Takeda grabs late-stage haematology drug from Protagonist

Takeda grabs late-stage haematology drug from Protagonist

Takeda has bolstered its near-term pipeline in rare haematological disorders by licensing rights to a polycythaemia vera (PV) treatment being developed by Protagonist Therapeutics.

The Japanese pharma group is paying $300 million upfront for rights to rusfertide, an injectable hepcidin mimetic currently in the pivotal phase 3 VERIFY trial in PV that could generate preliminary results later this year. The deal includes another $330 million in potential milestone payments plus royalties on sales outside the US.

Takeda has claimed exclusive ex-US rights to rusfertide and will take the lead on commercialising the drug in the US if it gets approved, with Protagonist retaining the right to participate in US sales on a profit-sharing basis. If it opts out, the milestone portion of the deal rises to a maximum of $975 million and the royalty rate goes up to 14% to 29%, according to an SEC filing.

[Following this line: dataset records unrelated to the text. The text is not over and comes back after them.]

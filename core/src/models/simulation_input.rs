use uuid::Uuid;

use crate::error::InputError;
use crate::models::FightStyle;
use crate::profile::SanitizedProfile;

pub type RequestId = Uuid;

/// One requested simulation. Immutable once built; the request id is minted
/// at construction and identifies the ticket for its whole lifetime.
#[derive(Debug, Clone)]
pub struct SimulationInput {
    request_id: RequestId,
    enable_bloodlust: bool,
    enable_scaling: bool,
    number_of_enemies: u32,
    fight_style: FightStyle,
    profile: String,
}

impl SimulationInput {
    /// Bloodlust on, scaling off, a single Patchwerk target.
    pub fn new(profile: impl Into<String>) -> Self {
        Self {
            request_id: Uuid::new_v4(),
            enable_bloodlust: true,
            enable_scaling: false,
            number_of_enemies: 1,
            fight_style: FightStyle::default(),
            profile: profile.into(),
        }
    }

    pub fn with_bloodlust(mut self, enabled: bool) -> Self {
        self.enable_bloodlust = enabled;
        self
    }

    pub fn with_scaling(mut self, enabled: bool) -> Self {
        self.enable_scaling = enabled;
        self
    }

    pub fn with_fight_style(mut self, style: FightStyle) -> Self {
        self.fight_style = style;
        self
    }

    pub fn with_number_of_enemies(mut self, count: u32) -> Result<Self, InputError> {
        if count == 0 {
            return Err(InputError::InvalidEnemyCount(count));
        }
        self.number_of_enemies = count;
        Ok(self)
    }

    pub fn request_id(&self) -> RequestId {
        self.request_id
    }

    pub fn enable_bloodlust(&self) -> bool {
        self.enable_bloodlust
    }

    pub fn enable_scaling(&self) -> bool {
        self.enable_scaling
    }

    pub fn number_of_enemies(&self) -> u32 {
        self.number_of_enemies
    }

    pub fn fight_style(&self) -> FightStyle {
        self.fight_style
    }

    /// Single-pass view of the profile lines that survive sanitization.
    pub fn profile(&self) -> SanitizedProfile<'_> {
        SanitizedProfile::new(&self.profile)
    }
}

#[cfg(test)]
mod tests {
    use super::*;

    #[test]
    fn defaults_match_a_plain_single_target_fight() {
        let input = SimulationInput::new("priest=\"x\"");
        assert!(input.enable_bloodlust());
        assert!(!input.enable_scaling());
        assert_eq!(input.number_of_enemies(), 1);
        assert_eq!(input.fight_style(), FightStyle::Patchwerk);
    }

    #[test]
    fn request_ids_are_unique_and_stable() {
        let a = SimulationInput::new("");
        let b = SimulationInput::new("");
        assert_ne!(a.request_id(), b.request_id());

        let id = a.request_id();
        let a = a.with_scaling(true).with_bloodlust(false);
        assert_eq!(a.request_id(), id);
    }

    #[test]
    fn zero_enemies_is_rejected() {
        let err = SimulationInput::new("").with_number_of_enemies(0).unwrap_err();
        assert_eq!(err, InputError::InvalidEnemyCount(0));
    }
}
//! Shared types used by the scheduler subsystem.

use std::sync::Arc;

use corelib::RequestId;
use thiserror::Error;
use ticket::Ticket;

#[derive(Debug, Error, PartialEq, Eq)]
pub enum QueueError {
    #[error("job queue is full ({capacity} pending)")]
    Full { capacity: usize },

    #[error("request {0} is already queued")]
    Duplicate(RequestId),
}

/// Outcome of handing a new request to the scheduler.
#[derive(Debug, Clone)]
pub enum Admission {
    /// Registered and waiting in the job queue.
    Queued(Arc<Ticket>),
    /// Refused by the queue. The ticket already carries its error event and
    /// is not registered anywhere.
    Rejected(Arc<Ticket>),
}

impl Admission {
    pub fn ticket(&self) -> &Arc<Ticket> {
        match self {
            Admission::Queued(t) | Admission::Rejected(t) => t,
        }
    }

    pub fn is_queued(&self) -> bool {
        matches!(self, Admission::Queued(_))
    }
}
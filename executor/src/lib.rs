pub mod process_runner;
pub mod types;

pub use process_runner::ProcessRunner;
pub use types::{RunError, RunOutput, RunnerConfig, SimulationRunner};
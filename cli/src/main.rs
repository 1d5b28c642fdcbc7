mod cli;

use std::io::Write;
use std::sync::Arc;
use std::time::Duration;

use clap::Parser;
use tokio_util::sync::CancellationToken;
use tracing::{error, info, warn};

use common::logger::init_logger;
use corelib::{RequestId, TicketEvent, event::sse_frame};
use executor::ProcessRunner;
use scheduler::SimulationService;
use ticket::TicketEvents;

use crate::cli::Cli;

/// How long a running simulation may keep going after shutdown is requested.
const SHUTDOWN_GRACE: Duration = Duration::from_secs(60);

#[tokio::main]
async fn main() -> anyhow::Result<()> {
    init_logger("simqueue");

    let cli = Cli::parse();
    let cfg = cli.service_config();
    let inputs = cli.build_inputs()?;

    info!(
        executable = %cfg.runner.executable.display(),
        queue_capacity = cfg.queue_capacity,
        interval_ms = cfg.dispatch_interval.as_millis() as u64,
        tickets = inputs.len(),
        "starting simqueue"
    );

    let service = SimulationService::new(cfg.queue_capacity);
    let runner = Arc::new(ProcessRunner::new(cfg.runner.clone()));
    let cancel = CancellationToken::new();
    let dispatcher = service.start(runner, cfg.dispatch_interval, cancel.clone());

    let mut printers = Vec::with_capacity(inputs.len());
    for input in inputs {
        // Rejected tickets are never registered, so read their error event
        // straight from the ticket rather than through the registry.
        let admission = service.submit(input);
        let ticket = admission.ticket();
        let events = ticket
            .subscribe()
            .unwrap_or_else(|| service.subscribe(&ticket.request_id()));
        printers.push(tokio::spawn(print_stream(events)));
    }

    tokio::select! {
        results = futures::future::join_all(printers) => {
            for result in results {
                match result {
                    Ok(Ok(())) => {}
                    Ok(Err(e)) => error!(error = %e, "failed to write event stream"),
                    Err(e) => error!(error = %e, "event printer panicked"),
                }
            }
        }
        _ = tokio::signal::ctrl_c() => {
            warn!("shutdown signal received; pending tickets are abandoned");
        }
    }

    cancel.cancel();
    if tokio::time::timeout(SHUTDOWN_GRACE, dispatcher).await.is_err() {
        warn!(grace = ?SHUTDOWN_GRACE, "dispatcher did not stop in time");
    }

    Ok(())
}

/// Write every event of one ticket to stdout, then the closing `end` frame.
async fn print_stream(mut events: TicketEvents) -> anyhow::Result<()> {
    let request_id = events.request_id();

    while let Some(event) = events.next().await {
        write_frame(request_id, &event)?;
    }
    write_frame(request_id, &TicketEvent::End)
}

fn write_frame(request_id: RequestId, event: &TicketEvent) -> anyhow::Result<()> {
    let payload = event.encode()?;

    let mut out = std::io::stdout().lock();
    write!(out, "id: {request_id}\n{}", sse_frame(&payload))?;
    out.flush()?;
    Ok(())
}
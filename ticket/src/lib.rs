pub mod error;
pub mod events;
pub mod model;
pub mod ticket;

pub use error::TicketError;
pub use events::TicketEvents;
pub use model::TicketState;
pub use ticket::{Ticket, TicketListener};
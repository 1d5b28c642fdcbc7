//! Runs the external simulator against a rendered configuration.
//!
//! Every run gets its own input, report and log file in the configured work
//! directory. They are held as [`TempPath`]s, so they are removed when the
//! run returns, whichever way it returns.

use std::io::{self, Write};
use std::path::Path;
use std::process::Stdio;
use std::time::Instant;

use async_trait::async_trait;
use tempfile::{Builder, TempPath};
use tokio::process::Command;
use tracing::{debug, info, warn};

use crate::types::{RunError, RunOutput, RunnerConfig, SimulationRunner};

pub struct ProcessRunner {
    cfg: RunnerConfig,
}

impl ProcessRunner {
    pub fn new(cfg: RunnerConfig) -> Self {
        Self { cfg }
    }

    async fn execute(
        &self,
        files: &ScratchFiles,
        enable_scaling: bool,
    ) -> Result<RunOutput, RunError> {
        let limit = self.cfg.timeout_for(enable_scaling);
        let input_name = display_name(&files.input);
        let report_name = display_name(&files.report);

        let stdout = match &files.log {
            Some((_, handle)) => Stdio::from(handle.try_clone()?),
            None => Stdio::null(),
        };

        let mut cmd = Command::new(&self.cfg.executable);
        cmd.current_dir(&self.cfg.work_dir)
            .arg(&input_name)
            .arg(format!("html={report_name}"))
            .stdin(Stdio::null())
            .stdout(stdout)
            .stderr(Stdio::null())
            .kill_on_drop(true);

        let started = Instant::now();
        let mut child = cmd.spawn().map_err(|source| RunError::Spawn {
            executable: self.cfg.executable.clone(),
            source,
        })?;

        info!(
            pid = child.id(),
            input = %input_name,
            report = %report_name,
            timeout_ms = limit.as_millis() as u64,
            "simulation started"
        );

        let status = match tokio::time::timeout(limit, child.wait()).await {
            Ok(status) => status?,
            Err(_elapsed) => {
                // Kill and reap before the scratch files go away.
                if let Err(e) = child.start_kill() {
                    warn!(error = %e, "failed to kill timed out simulation");
                }
                if let Err(e) = child.wait().await {
                    warn!(error = %e, "failed to reap killed simulation");
                }
                warn!(
                    elapsed_ms = started.elapsed().as_millis() as u64,
                    "simulation timed out and was killed"
                );
                return Err(RunError::Timeout(limit));
            }
        };

        debug!(
            %status,
            elapsed_ms = started.elapsed().as_millis() as u64,
            "simulation exited"
        );

        if !status.success() {
            return Err(RunError::ExitStatus(status));
        }

        let report = match tokio::fs::read(&files.report).await {
            Ok(bytes) => lossy(bytes),
            Err(e) if e.kind() == io::ErrorKind::NotFound => return Err(RunError::MissingReport),
            Err(e) => return Err(e.into()),
        };
        let log = match &files.log {
            Some((path, _)) => Some(lossy(tokio::fs::read(path).await?)),
            None => None,
        };

        Ok(RunOutput { report, log })
    }
}

#[async_trait]
impl SimulationRunner for ProcessRunner {
    async fn run(&self, config: &str, enable_scaling: bool) -> Result<RunOutput, RunError> {
        let files = ScratchFiles::create(&self.cfg.work_dir, config, self.cfg.capture_logs)?;
        self.execute(&files, enable_scaling).await
    }
}

/// Per-run files. Dropping this removes all of them.
struct ScratchFiles {
    input: TempPath,
    report: TempPath,
    log: Option<(TempPath, std::fs::File)>,
}

impl ScratchFiles {
    fn create(dir: &Path, config: &str, capture_logs: bool) -> Result<Self, RunError> {
        let mut input = Builder::new()
            .prefix("simc_input_")
            .suffix(".txt")
            .tempfile_in(dir)?;
        input.write_all(config.as_bytes())?;
        input.flush()?;
        let input = input.into_temp_path();

        // Only the name is reserved; the simulator creates the report itself.
        let report = Builder::new()
            .prefix("simc_output_")
            .suffix(".html")
            .make_in(dir, |path| {
                if path.exists() {
                    Err(io::Error::from(io::ErrorKind::AlreadyExists))
                } else {
                    Ok(())
                }
            })?
            .into_temp_path();

        let log = if capture_logs {
            let named = Builder::new()
                .prefix("simc_logs_")
                .suffix(".txt")
                .tempfile_in(dir)?;
            let handle = named.as_file().try_clone()?;
            Some((named.into_temp_path(), handle))
        } else {
            None
        };

        Ok(Self { input, report, log })
    }
}

/// Simulator output is not guaranteed to be valid UTF-8.
fn lossy(bytes: Vec<u8>) -> String {
    match String::from_utf8(bytes) {
        Ok(text) => text,
        Err(e) => String::from_utf8_lossy(e.as_bytes()).into_owned(),
    }
}

fn display_name(path: &Path) -> String {
    path.file_name()
        .map(|n| n.to_string_lossy().into_owned())
        .unwrap_or_default()
}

People with PV suffer from an overproduction of red blood cells, which leads to a thickening of the blood and an increased risk of blood clots and affects around 100,000 people in the US alone and a similar number in Europe. The clots can cause serious cardiovascular problems, such as stroke and heart attack, resulting in increased morbidity and mortality.

Patients sometimes have to undergo therapeutic phlebotomy or repeated controlled blood-letting to manage the condition. Drug treatments are also used to treat the disease, but the standard first-line therapies of hydroxyurea or interferons are not particularly effective at controlling blood counts and can be poorly tolerated.

Novartis’ JAK 1/2 inhibitor Jakafi/Jakavi (ruxolitinib), meanwhile, is used as a second-line therapy for refractory patients, but Protagonist has pitched rusfertide at first-line use, as it acts in the same way as the endogenous hepcidin hormone, but has improved pharmacokinetic properties.

Like hepcidin itself, rusfertide is thought to regulate iron homeostasis and control the absorption, storage, and distribution of iron in the body, helping to control the body’s production of red blood cells.

Protagonist's chief executive, Dinesh Patel, described the deal with Takeda as “transformational”, as it will allow the company to focus all its attention on the phase 3 trial, rather than building commercial teams.

“This deal mitigates the inherent execution risks of a first-time commercial launch, optimises the timing, and enhances the scope for peak potential sales of rusfertide,” he said.

For Takeda, rusfertide adds to an emerging portfolio in rare blood disorders currently headed by recently-approved Adzynma (recombinant ADAMTS13) for clotting disorder congenital thrombotic thrombocytopenic purpura (cTTP), which affects fewer than 1,000 patients in the US.

The drug was cleared by the FDA last year, becoming the first alternative to prophylactic plasma-based therapy used to indirectly replenish ADAMTS13 levels in the body.